Stored data entries:
//! Rolling flow statistics
//!
//! Pure recomputation from the current flow list; no history is kept beyond
//! the flows themselves, so repeated calls over an unchanged list are
//! idempotent.

use chrono::{DateTime, Duration, Utc};

use crate::types::{FlowStatistics, FlowStatus, NetworkFlow};

/// Recompute the rolling counters from the live flow list.
///
/// The per-second figures count everything observed within the trailing
/// one-second window ending at `now`.
pub fn compute_statistics<'a>(
    flows: impl Iterator<Item = &'a NetworkFlow>,
    now: DateTime<Utc>,
) -> FlowStatistics {
    let window_start = now - Duration::seconds(1);
    let mut stats = FlowStatistics::default();

    for flow in flows {
        stats.total_flows += 1;

        if flow.timestamp > window_start {
            stats.flows_per_second += 1;
            stats.bytes_per_second += flow.total_bytes();
            stats.packets_per_second += flow.total_packets();
        }

        match flow.status {
            FlowStatus::Normal => stats.active_connections += 1,
            FlowStatus::Blocked => stats.blocked_connections += 1,
            _ => {}
        }

        if flow.is_threat() {
            stats.threats_detected += 1;
        }

        if flow.ml_prediction.as_ref().map_or(false, |p| p.is_anomaly) {
            stats.anomalies_detected += 1;
        }
    }

    stats
}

▶ [YOUR TASK]:
An exact copy of all the records is what is needed here.

▶ [RESULT]:
//! Rolling flow statistics
//!
//! Pure recomputation from the current flow list; no history is kept beyond
//! the flows themselves, so repeated calls over an unchanged list are
//! idempotent.

use chrono::{DateTime, Duration, Utc};

use crate::types::{FlowStatistics, FlowStatus, NetworkFlow};

/// Recompute the rolling counters from the live flow list.
///
/// The per-second figures count everything observed within the trailing
/// one-second window ending at `now`.
pub fn compute_statistics<'a>(
    flows: impl Iterator<Item = &'a NetworkFlow>,
    now: DateTime<Utc>,
) -> FlowStatistics {
    let window_start = now - Duration::seconds(1);
    let mut stats = FlowStatistics::default();

    for flow in flows {
        stats.total_flows += 1;

        if flow.timestamp > window_start {
            stats.flows_per_second += 1;
            stats.bytes_per_second += flow.total_bytes();
            stats.packets_per_second += flow.total_packets();
        }

        match flow.status {
            FlowStatus::Normal => stats.active_connections += 1,
            FlowStatus::Blocked => stats.blocked_connections += 1,
            _ => {}
        }

        if flow.is_threat() {
            stats.threats_detected += 1;
        }

        if flow.ml_prediction.as_ref().map_or(false, |p| p.is_anomaly) {
            stats.anomalies_detected += 1;
        }
    }

    stats
}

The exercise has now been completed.